*** Information provided Section Begins ***

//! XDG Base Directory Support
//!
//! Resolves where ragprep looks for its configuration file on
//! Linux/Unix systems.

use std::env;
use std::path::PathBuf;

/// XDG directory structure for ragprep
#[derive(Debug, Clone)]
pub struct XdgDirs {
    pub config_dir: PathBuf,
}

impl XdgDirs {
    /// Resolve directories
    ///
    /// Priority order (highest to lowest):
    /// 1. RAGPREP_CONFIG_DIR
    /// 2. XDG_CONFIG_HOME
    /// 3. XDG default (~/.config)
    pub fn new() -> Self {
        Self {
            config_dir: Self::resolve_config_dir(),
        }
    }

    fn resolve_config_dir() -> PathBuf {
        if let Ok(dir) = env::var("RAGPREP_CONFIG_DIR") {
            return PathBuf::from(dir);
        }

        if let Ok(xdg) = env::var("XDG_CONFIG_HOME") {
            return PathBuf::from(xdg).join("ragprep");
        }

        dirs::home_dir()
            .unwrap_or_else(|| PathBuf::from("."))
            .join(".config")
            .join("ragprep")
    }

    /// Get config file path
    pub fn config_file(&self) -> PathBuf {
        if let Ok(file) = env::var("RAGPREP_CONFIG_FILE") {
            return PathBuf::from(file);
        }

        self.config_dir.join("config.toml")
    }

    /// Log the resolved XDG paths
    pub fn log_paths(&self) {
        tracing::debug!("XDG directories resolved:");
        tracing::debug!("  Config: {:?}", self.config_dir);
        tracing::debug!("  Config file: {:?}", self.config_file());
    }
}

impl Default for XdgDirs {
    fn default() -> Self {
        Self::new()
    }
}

*** Information provided Section Ends ***
*** Information provided Section Begins ***

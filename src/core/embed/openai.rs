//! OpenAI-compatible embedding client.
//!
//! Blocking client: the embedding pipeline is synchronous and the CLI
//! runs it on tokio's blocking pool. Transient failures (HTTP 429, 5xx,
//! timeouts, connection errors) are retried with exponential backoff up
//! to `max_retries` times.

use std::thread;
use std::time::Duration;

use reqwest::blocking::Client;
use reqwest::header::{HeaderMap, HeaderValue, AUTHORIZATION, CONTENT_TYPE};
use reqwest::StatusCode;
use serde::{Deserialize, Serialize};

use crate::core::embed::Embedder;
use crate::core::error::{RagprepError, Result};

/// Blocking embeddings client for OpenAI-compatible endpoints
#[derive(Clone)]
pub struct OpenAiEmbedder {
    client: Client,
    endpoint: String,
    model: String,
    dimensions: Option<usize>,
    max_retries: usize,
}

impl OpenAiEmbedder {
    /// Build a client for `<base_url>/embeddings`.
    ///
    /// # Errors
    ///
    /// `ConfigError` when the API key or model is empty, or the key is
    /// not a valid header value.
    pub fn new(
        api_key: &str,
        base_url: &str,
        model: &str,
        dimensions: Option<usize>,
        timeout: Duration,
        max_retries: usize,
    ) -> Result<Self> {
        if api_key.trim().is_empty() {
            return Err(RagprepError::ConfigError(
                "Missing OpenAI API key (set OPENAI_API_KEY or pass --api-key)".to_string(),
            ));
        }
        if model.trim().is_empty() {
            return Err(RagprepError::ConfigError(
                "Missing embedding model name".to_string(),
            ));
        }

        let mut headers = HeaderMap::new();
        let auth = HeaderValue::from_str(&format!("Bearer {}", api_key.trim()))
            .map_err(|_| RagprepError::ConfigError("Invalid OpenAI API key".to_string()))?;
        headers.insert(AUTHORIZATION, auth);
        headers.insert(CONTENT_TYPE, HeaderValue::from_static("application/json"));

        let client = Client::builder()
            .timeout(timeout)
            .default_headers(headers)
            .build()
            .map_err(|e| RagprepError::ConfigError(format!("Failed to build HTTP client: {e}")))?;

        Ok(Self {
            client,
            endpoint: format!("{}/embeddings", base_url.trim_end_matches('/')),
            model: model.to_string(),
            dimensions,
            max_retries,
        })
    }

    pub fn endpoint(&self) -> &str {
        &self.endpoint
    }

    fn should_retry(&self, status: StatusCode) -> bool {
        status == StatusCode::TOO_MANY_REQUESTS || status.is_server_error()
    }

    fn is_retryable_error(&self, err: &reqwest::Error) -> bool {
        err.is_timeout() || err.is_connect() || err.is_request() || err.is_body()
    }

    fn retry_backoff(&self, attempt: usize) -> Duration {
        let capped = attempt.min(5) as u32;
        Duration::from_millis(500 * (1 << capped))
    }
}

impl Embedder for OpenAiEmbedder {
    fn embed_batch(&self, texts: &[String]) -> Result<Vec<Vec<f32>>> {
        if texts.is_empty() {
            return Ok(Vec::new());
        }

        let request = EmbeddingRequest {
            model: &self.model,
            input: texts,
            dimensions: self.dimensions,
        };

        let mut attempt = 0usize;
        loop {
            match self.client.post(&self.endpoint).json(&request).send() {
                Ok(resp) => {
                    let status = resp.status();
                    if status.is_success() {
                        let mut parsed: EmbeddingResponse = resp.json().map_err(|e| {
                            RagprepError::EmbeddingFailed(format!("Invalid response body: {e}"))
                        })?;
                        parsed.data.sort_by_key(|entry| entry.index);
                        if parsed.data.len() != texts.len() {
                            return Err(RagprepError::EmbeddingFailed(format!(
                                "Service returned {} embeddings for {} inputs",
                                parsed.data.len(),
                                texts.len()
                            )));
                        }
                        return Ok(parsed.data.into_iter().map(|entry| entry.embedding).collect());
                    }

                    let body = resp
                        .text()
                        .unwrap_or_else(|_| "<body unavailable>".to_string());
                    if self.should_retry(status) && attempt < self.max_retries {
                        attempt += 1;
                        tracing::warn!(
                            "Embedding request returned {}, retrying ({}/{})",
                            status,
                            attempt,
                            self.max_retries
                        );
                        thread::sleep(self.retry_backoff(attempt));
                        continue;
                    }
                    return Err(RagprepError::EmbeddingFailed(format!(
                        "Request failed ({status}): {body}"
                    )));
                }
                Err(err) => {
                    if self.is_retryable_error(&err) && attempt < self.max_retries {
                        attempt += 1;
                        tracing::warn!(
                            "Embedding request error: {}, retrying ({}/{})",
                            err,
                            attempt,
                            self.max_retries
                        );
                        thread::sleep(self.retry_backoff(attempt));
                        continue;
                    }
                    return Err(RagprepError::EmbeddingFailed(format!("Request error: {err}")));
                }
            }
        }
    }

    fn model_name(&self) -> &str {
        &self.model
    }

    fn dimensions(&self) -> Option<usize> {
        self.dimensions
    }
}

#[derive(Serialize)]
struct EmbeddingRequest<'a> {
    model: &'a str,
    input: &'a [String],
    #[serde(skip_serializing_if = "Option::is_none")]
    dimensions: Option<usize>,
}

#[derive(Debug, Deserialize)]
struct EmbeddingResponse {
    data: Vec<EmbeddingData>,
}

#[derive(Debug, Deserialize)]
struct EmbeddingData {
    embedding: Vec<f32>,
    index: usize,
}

*** Information provided Section Ends ***
*** Information provided Section Begins ***

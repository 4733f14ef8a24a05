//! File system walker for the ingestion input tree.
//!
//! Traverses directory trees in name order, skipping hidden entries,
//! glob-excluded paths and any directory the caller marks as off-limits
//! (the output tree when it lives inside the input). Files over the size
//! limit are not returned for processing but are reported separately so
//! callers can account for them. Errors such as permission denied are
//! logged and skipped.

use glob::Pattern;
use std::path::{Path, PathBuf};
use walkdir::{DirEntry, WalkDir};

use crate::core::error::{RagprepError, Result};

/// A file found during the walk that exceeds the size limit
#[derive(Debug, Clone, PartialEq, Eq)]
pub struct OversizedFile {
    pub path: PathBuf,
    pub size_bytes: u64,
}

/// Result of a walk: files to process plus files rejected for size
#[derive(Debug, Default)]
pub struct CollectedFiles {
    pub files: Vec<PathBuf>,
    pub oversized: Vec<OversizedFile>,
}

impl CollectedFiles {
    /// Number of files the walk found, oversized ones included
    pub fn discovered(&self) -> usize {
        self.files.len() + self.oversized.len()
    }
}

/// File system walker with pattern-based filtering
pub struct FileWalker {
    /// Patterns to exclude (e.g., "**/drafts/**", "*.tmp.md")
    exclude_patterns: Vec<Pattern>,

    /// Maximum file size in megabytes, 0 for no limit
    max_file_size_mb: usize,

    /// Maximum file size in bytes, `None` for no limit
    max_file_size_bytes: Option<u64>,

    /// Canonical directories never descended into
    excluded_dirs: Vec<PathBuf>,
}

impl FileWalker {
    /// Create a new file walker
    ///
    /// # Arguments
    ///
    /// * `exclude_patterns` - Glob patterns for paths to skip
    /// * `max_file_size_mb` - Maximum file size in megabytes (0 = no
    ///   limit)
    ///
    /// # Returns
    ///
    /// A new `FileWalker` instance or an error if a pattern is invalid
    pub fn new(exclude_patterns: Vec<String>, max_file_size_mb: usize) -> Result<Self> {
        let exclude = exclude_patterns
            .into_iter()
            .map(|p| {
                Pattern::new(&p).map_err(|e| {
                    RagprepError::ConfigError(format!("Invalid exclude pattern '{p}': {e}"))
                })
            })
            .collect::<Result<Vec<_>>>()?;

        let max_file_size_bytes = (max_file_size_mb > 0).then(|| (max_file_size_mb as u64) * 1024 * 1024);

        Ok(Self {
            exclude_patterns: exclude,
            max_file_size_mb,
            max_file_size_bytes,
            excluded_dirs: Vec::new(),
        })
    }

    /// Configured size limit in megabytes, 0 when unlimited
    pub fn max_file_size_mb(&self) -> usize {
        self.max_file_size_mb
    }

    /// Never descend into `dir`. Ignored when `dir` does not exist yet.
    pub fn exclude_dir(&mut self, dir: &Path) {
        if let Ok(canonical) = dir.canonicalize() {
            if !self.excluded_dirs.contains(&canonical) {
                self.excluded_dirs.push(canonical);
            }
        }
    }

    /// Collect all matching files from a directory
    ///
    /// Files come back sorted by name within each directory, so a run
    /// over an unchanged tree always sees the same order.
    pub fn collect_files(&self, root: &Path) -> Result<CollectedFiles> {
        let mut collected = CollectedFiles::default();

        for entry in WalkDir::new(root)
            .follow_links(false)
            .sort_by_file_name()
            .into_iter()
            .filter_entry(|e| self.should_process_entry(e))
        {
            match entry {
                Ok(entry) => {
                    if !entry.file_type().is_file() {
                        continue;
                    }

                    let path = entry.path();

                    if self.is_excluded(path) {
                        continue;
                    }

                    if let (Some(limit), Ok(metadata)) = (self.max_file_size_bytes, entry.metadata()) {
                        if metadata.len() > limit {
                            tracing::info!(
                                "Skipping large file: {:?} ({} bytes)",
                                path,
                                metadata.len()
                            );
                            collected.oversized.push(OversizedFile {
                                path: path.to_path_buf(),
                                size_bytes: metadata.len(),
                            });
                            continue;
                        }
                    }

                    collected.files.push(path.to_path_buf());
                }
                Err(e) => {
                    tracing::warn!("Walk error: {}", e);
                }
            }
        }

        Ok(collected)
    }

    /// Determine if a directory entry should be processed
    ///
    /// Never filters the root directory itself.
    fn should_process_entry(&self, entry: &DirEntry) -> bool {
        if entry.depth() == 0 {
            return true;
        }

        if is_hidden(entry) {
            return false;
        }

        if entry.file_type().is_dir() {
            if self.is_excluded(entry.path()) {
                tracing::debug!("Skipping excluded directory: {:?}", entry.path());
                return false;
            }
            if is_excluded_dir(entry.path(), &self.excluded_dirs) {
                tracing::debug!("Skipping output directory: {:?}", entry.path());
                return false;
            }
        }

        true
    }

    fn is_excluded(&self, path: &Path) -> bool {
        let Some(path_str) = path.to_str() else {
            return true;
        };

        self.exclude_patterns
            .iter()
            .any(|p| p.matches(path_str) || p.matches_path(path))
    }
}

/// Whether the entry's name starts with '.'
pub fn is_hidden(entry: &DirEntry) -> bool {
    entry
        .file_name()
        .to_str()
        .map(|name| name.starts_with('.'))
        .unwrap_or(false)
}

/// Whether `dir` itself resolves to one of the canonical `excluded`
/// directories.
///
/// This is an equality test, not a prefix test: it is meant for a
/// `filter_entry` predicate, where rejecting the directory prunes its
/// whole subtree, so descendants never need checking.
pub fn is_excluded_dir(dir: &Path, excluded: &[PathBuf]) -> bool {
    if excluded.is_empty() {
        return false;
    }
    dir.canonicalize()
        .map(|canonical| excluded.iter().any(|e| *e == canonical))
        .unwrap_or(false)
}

*** Information provided Section Ends ***

Problem to solve:
Copy all lines above containing the string "Some".

Solution for this exercise:
                    if let (Some(limit), Ok(metadata)) = (self.max_file_size_bytes, entry.metadata()) {
        let Some(path_str) = path.to_str() else {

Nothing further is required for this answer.